Each line below from the one containing "for other types." through the one containing "slot of type" is to be given again exactly, and no line outside that span.

Stored data

§ §

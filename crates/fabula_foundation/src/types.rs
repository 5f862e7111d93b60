//! The story type registry.
//!
//! Types compare by [`TypeId`] identity. The six builtin types occupy
//! fixed ids; enums and delegates are registered during compilation.
//! Delegate registration is structural: declaring or demanding a delegate
//! shape that already exists returns the original id, so two delegate
//! types with the same parameter and return shapes are the same type.

use std::collections::HashMap;

#[cfg(feature = "serde")]
use serde::{Deserialize, Serialize};

/// Identity of a registered type.
#[derive(Copy, Clone, Debug, Eq, PartialEq, Hash, PartialOrd, Ord)]
#[cfg_attr(feature = "serde", derive(Serialize, Deserialize))]
pub struct TypeId(pub(crate) u32);

impl TypeId {
    /// Items in the world.
    pub const ITEM: Self = Self(0);
    /// Interned text.
    pub const STRING: Self = Self(1);
    /// 64-bit integers.
    pub const INT: Self = Self(2);
    /// True or false.
    pub const BOOL: Self = Self(3);
    /// The absent return type of functions that return nothing.
    pub const VOID: Self = Self(4);
    /// The type of the `null` literal before it unifies with a real type.
    pub const NULL: Self = Self(5);

    /// Returns the raw index of this type.
    #[must_use]
    pub const fn index(self) -> usize {
        self.0 as usize
    }
}

/// Shape of a registered type.
#[derive(Clone, Debug, PartialEq, Eq)]
pub enum TypeKind {
    /// The builtin item type.
    Item,
    /// The builtin string type.
    String,
    /// The builtin integer type.
    Int,
    /// The builtin boolean type.
    Bool,
    /// The builtin void type.
    Void,
    /// The builtin null type.
    Null,
    /// A declared enumeration.
    Enum {
        /// Ordered value names; a value's ordinal is its position here.
        values: Vec<String>,
    },
    /// A function shape usable as a value.
    Delegate {
        /// Parameter types in order.
        params: Vec<TypeId>,
        /// Return type, [`TypeId::VOID`] when the shape returns nothing.
        ret: TypeId,
    },
}

#[derive(Clone, Debug)]
struct TypeEntry {
    name: String,
    named: bool,
    kind: TypeKind,
}

const FALLBACK_KIND: TypeKind = TypeKind::Null;

/// Registry of every type a story declares or demands.
#[derive(Clone, Debug)]
pub struct TypeStore {
    entries: Vec<TypeEntry>,
    delegates: HashMap<(Vec<TypeId>, TypeId), TypeId>,
}

impl TypeStore {
    /// Creates a store holding the six builtin types at their fixed ids.
    #[must_use]
    pub fn new() -> Self {
        let builtins = [
            ("Item", TypeKind::Item),
            ("String", TypeKind::String),
            ("Int", TypeKind::Int),
            ("Bool", TypeKind::Bool),
            ("Void", TypeKind::Void),
            ("Null", TypeKind::Null),
        ];
        let entries = builtins
            .into_iter()
            .map(|(name, kind)| TypeEntry {
                name: name.to_string(),
                named: true,
                kind,
            })
            .collect();
        Self {
            entries,
            delegates: HashMap::new(),
        }
    }

    fn push(&mut self, entry: TypeEntry) -> TypeId {
        let id = TypeId(u32::try_from(self.entries.len()).unwrap_or(u32::MAX));
        self.entries.push(entry);
        id
    }

    /// Registers an enumeration with its ordered value names.
    pub fn declare_enum(&mut self, name: &str, values: Vec<String>) -> TypeId {
        self.push(TypeEntry {
            name: name.to_string(),
            named: true,
            kind: TypeKind::Enum { values },
        })
    }

    /// Returns the delegate type with the given shape, registering it
    /// under a synthesized name if it does not exist yet.
    pub fn delegate(&mut self, params: Vec<TypeId>, ret: TypeId) -> TypeId {
        if let Some(&id) = self.delegates.get(&(params.clone(), ret)) {
            return id;
        }
        let name = self.describe_delegate(&params, ret);
        let id = self.push(TypeEntry {
            name,
            named: false,
            kind: TypeKind::Delegate {
                params: params.clone(),
                ret,
            },
        });
        self.delegates.insert((params, ret), id);
        id
    }

    /// Registers a named delegate declaration.
    ///
    /// A declaration whose shape already exists aliases the earlier type;
    /// the first declared name sticks.
    pub fn declare_delegate(&mut self, name: &str, params: Vec<TypeId>, ret: TypeId) -> TypeId {
        let id = self.delegate(params, ret);
        if let Some(entry) = self.entries.get_mut(id.index()) {
            if !entry.named {
                entry.name = name.to_string();
                entry.named = true;
            }
        }
        id
    }

    fn describe_delegate(&self, params: &[TypeId], ret: TypeId) -> String {
        let args = params
            .iter()
            .map(|p| self.name(*p))
            .collect::<Vec<_>>()
            .join(", ");
        if ret == TypeId::VOID {
            format!("delegate({args})")
        } else {
            format!("delegate({args}): {}", self.name(ret))
        }
    }

    /// Returns the shape of a type. Unknown ids read as the null type.
    #[must_use]
    pub fn kind(&self, id: TypeId) -> &TypeKind {
        self.entries.get(id.index()).map_or(&FALLBACK_KIND, |e| &e.kind)
    }

    /// Returns the display name of a type.
    #[must_use]
    pub fn name(&self, id: TypeId) -> &str {
        self.entries.get(id.index()).map_or("", |e| e.name.as_str())
    }

    /// Whether the type is an enumeration.
    #[must_use]
    pub fn is_enum(&self, id: TypeId) -> bool {
        matches!(self.kind(id), TypeKind::Enum { .. })
    }

    /// Returns an enum's value names, or an empty slice for other types.
    #[must_use]
    pub fn enum_values(&self, id: TypeId) -> &[String] {
        match self.kind(id) {
            TypeKind::Enum { values } => values,
            _ => &[],
        }
    }

    /// Looks up an enum value by exact name.
    #[must_use]
    pub fn enum_ordinal(&self, id: TypeId, value: &str) -> Option<i64> {
        self.enum_values(id)
            .iter()
            .position(|v| v == value)
            .map(|i| i as i64)
    }

    /// Looks up an enum value by name, ignoring ASCII case. Player input
    /// is matched this way.
    #[must_use]
    pub fn enum_ordinal_ci(&self, id: TypeId, value: &str) -> Option<i64> {
        self.enum_values(id)
            .iter()
            .position(|v| v.eq_ignore_ascii_case(value))
            .map(|i| i as i64)
    }

    /// Returns a delegate's parameter and return shape.
    #[must_use]
    pub fn delegate_shape(&self, id: TypeId) -> Option<(&[TypeId], TypeId)> {
        match self.kind(id) {
            TypeKind::Delegate { params, ret } => Some((params, *ret)),
            _ => None,
        }
    }

    /// Whether a value of type `src` may be stored in a slot of type
    /// `dst`. Besides identity, the null literal stores into any real
    /// type as the zero value.
    #[must_use]
    pub fn assignable(&self, dst: TypeId, src: TypeId) -> bool {
        if dst == TypeId::VOID || src == TypeId::VOID {
            return false;
        }
        dst == src || src == TypeId::NULL
    }

    /// Whether two types may be compared for equality.
    #[must_use]
    pub fn comparable(&self, a: TypeId, b: TypeId) -> bool {
        if a == TypeId::VOID || b == TypeId::VOID {
            return false;
        }
        a == b || a == TypeId::NULL || b == TypeId::NULL
    }

    /// Number of registered types, counting builtins.
    #[must_use]
    pub fn len(&self) -> usize {
        self.entries.len()
    }

    /// Whether the store holds no types. Never true in practice.
    #[must_use]
    pub fn is_empty(&self) -> bool {
        self.entries.is_empty()
    }
}

impl Default for TypeStore {
    fn default() -> Self {
        Self::new()
    }
}
//! Item storage, property columns, drawings, and world state for Fabula.
//!
//! This crate provides:
//! - [`ItemStore`] - Append-only item registry with a permanent null item
//! - [`PropertyStore`] - Lazily grown per-property value columns
//! - [`Drawings`] - Shape lists accumulated for host canvases
//! - [`World`] - The one mutable state object a running story touches

#![warn(missing_docs)]
#![warn(clippy::all)]
#![warn(clippy::pedantic)]

pub mod drawing;
pub mod item;
pub mod property;
pub mod world;

pub use drawing::{Drawings, Shape};
pub use item::{ItemDef, ItemStore};
pub use property::{PropertyDef, PropertyStore};
pub use world::World;
//! Natural language command matching for Fabula stories.
//!
//! This crate turns one line of player text into a compiled command
//! invocation, or into a message explaining why it could not.
//!
//! # Architecture
//!
//! ```text
//! "Take the RED ball!"
//!          │
//!          ▼
//! ┌─────────────────┐
//! │ NORMALIZE       │  → "take red ball"
//! └─────────────────┘
//!          │
//!          ▼
//! ┌─────────────────┐
//! │ TRIGGER SCAN    │  → command "take {$x: Item}", capture "red ball"
//! └─────────────────┘
//!          │
//!          ▼
//! ┌─────────────────┐
//! │ WORD MAP        │  → noun "ball" + adjective "red" → one item
//! └─────────────────┘
//!          │
//!          ▼
//! ┌─────────────────┐
//! │ DISPATCH        │  → Run { command, args }  (or Fail / NoMatch)
//! └─────────────────┘
//! ```
//!
//! # Modules
//!
//! - [`input`] - Input normalization and matching configuration
//! - [`wordmap`] - Per-turn noun/adjective index over the item store
//! - [`matcher`] - Trigger scan and typed argument conversion
//! - [`responses`] - Player-facing failure message templates

#![warn(missing_docs)]
#![warn(clippy::all)]
#![warn(clippy::pedantic)]

pub mod input;
pub mod matcher;
pub mod responses;
pub mod wordmap;

// Re-export main types for convenience
pub use input::{MatchConfig, normalize};
pub use matcher::{Dispatch, Matcher};
pub use responses::Responses;
pub use wordmap::{Resolution, WordMap};
//! Sparse per-item property columns.
//!
//! Each declared property owns an independent `Vec<Value>` column indexed
//! by item id. Columns start empty and grow lazily by doubling on first
//! write past capacity, so a property set on three items out of ten
//! thousand costs a handful of words. Reads outside a column's capacity
//! yield zero without growing anything, which is exactly the default
//! value of every type.

#[cfg(feature = "serde")]
use serde::{Deserialize, Serialize};

use fabula_foundation::{ItemId, PropId, TypeId, Value};

/// A declared property.
#[derive(Clone, Debug)]
#[cfg_attr(feature = "serde", derive(Serialize, Deserialize))]
pub struct PropertyDef {
    /// The property's declared name.
    pub name: String,
    /// Type of the values the property stores.
    pub ty: TypeId,
    /// Doc comment lines attached to the declaration.
    pub docs: Vec<String>,
}

/// Column store for every declared property.
#[derive(Clone, Debug)]
#[cfg_attr(feature = "serde", derive(Serialize, Deserialize))]
pub struct PropertyStore {
    defs: Vec<PropertyDef>,
    columns: Vec<Vec<Value>>,
}

impl PropertyStore {
    /// Creates a store holding only the builtin `name` property.
    #[must_use]
    pub fn new() -> Self {
        Self {
            defs: vec![PropertyDef {
                name: "name".to_string(),
                ty: TypeId::STRING,
                docs: Vec::new(),
            }],
            columns: vec![Vec::new()],
        }
    }

    /// Declares a property. Returns `None` when the name is already
    /// taken.
    pub fn declare(&mut self, name: &str, ty: TypeId, docs: Vec<String>) -> Option<PropId> {
        if self.defs.iter().any(|def| def.name == name) {
            return None;
        }
        let id = PropId::from_raw(u32::try_from(self.defs.len()).unwrap_or(u32::MAX));
        self.defs.push(PropertyDef {
            name: name.to_string(),
            ty,
            docs,
        });
        self.columns.push(Vec::new());
        Some(id)
    }

    /// Returns a property's definition.
    #[must_use]
    pub fn def(&self, prop: PropId) -> Option<&PropertyDef> {
        self.defs.get(prop.index())
    }

    /// Returns a property's declared name.
    #[must_use]
    pub fn name(&self, prop: PropId) -> &str {
        self.defs.get(prop.index()).map_or("", |def| def.name.as_str())
    }

    /// Returns the type a property stores. Unknown ids read as null.
    #[must_use]
    pub fn ty(&self, prop: PropId) -> TypeId {
        self.defs.get(prop.index()).map_or(TypeId::NULL, |def| def.ty)
    }

    /// Reads a property of an item.
    ///
    /// The null item, items beyond the column's capacity, and unknown
    /// properties all read as zero.
    #[must_use]
    pub fn get(&self, item: ItemId, prop: PropId) -> Value {
        self.columns
            .get(prop.index())
            .and_then(|col| col.get(item.index()))
            .copied()
            .unwrap_or(Value::NULL)
    }

    /// Writes a property of an item.
    ///
    /// Writes to the null item are dropped. A write past the column's
    /// capacity doubles the column until the slot exists, then stores.
    pub fn set(&mut self, item: ItemId, prop: PropId, value: Value) {
        if item == ItemId::NULL {
            return;
        }
        let Some(col) = self.columns.get_mut(prop.index()) else {
            return;
        };
        let idx = item.index();
        if idx >= col.len() {
            let mut capacity = col.len().max(1);
            while capacity <= idx {
                capacity *= 2;
            }
            col.resize(capacity, Value::NULL);
        }
        if let Some(slot) = col.get_mut(idx) {
            *slot = value;
        }
    }

    /// Number of declared properties, counting the builtin `name`.
    #[must_use]
    pub fn len(&self) -> usize {
        self.defs.len()
    }

    /// Whether no properties exist. Never true: `name` is always present.
    #[must_use]
    pub fn is_empty(&self) -> bool {
        self.defs.is_empty()
    }
}

impl Default for PropertyStore {
    fn default() -> Self {
        Self::new()
    }
}
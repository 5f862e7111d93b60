//! Source positions for tokens, declarations, and compile diagnostics.

use std::fmt;
use std::sync::Arc;

/// A location in story source.
///
/// Lines and columns are 1-based. Columns count characters rather than
/// bytes so that positions stay meaningful in prose-heavy sources.
#[derive(Clone, Debug, PartialEq, Eq, Hash)]
pub struct Position {
    /// Name of the source this location refers to, usually a file name.
    pub source: Arc<str>,
    /// 1-based line number.
    pub line: u32,
    /// 1-based character column.
    pub column: u32,
}

impl Position {
    /// Creates a position at an explicit line and column.
    #[must_use]
    pub fn new(source: impl Into<Arc<str>>, line: u32, column: u32) -> Self {
        Self {
            source: source.into(),
            line,
            column,
        }
    }

    /// Creates a position at the start of a source.
    #[must_use]
    pub fn start(source: impl Into<Arc<str>>) -> Self {
        Self::new(source, 1, 1)
    }
}

impl fmt::Display for Position {
    fn fmt(&self, f: &mut fmt::Formatter<'_>) -> fmt::Result {
        write!(f, "{}({},{})", self.source, self.line, self.column)
    }
}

§ §

**Reply**:
    /// Returns an enum's value names, or an empty slice for other types.
    #[must_use]
    pub fn enum_values(&self, id: TypeId) -> &[String] {
        match self.kind(id) {
            TypeKind::Enum { values } => values,
            _ => &[],
        }
    }

    /// Looks up an enum value by exact name.
    #[must_use]
    pub fn enum_ordinal(&self, id: TypeId, value: &str) -> Option<i64> {
        self.enum_values(id)
            .iter()
            .position(|v| v == value)
            .map(|i| i as i64)
    }

    /// Looks up an enum value by name, ignoring ASCII case. Player input
    /// is matched this way.
    #[must_use]
    pub fn enum_ordinal_ci(&self, id: TypeId, value: &str) -> Option<i64> {
        self.enum_values(id)
            .iter()
            .position(|v| v.eq_ignore_ascii_case(value))
            .map(|i| i as i64)
    }

    /// Returns a delegate's parameter and return shape.
    #[must_use]
    pub fn delegate_shape(&self, id: TypeId) -> Option<(&[TypeId], TypeId)> {
        match self.kind(id) {
            TypeKind::Delegate { params, ret } => Some((params, *ret)),
            _ => None,
        }
    }

    /// Whether a value of type `src` may be stored in a slot of type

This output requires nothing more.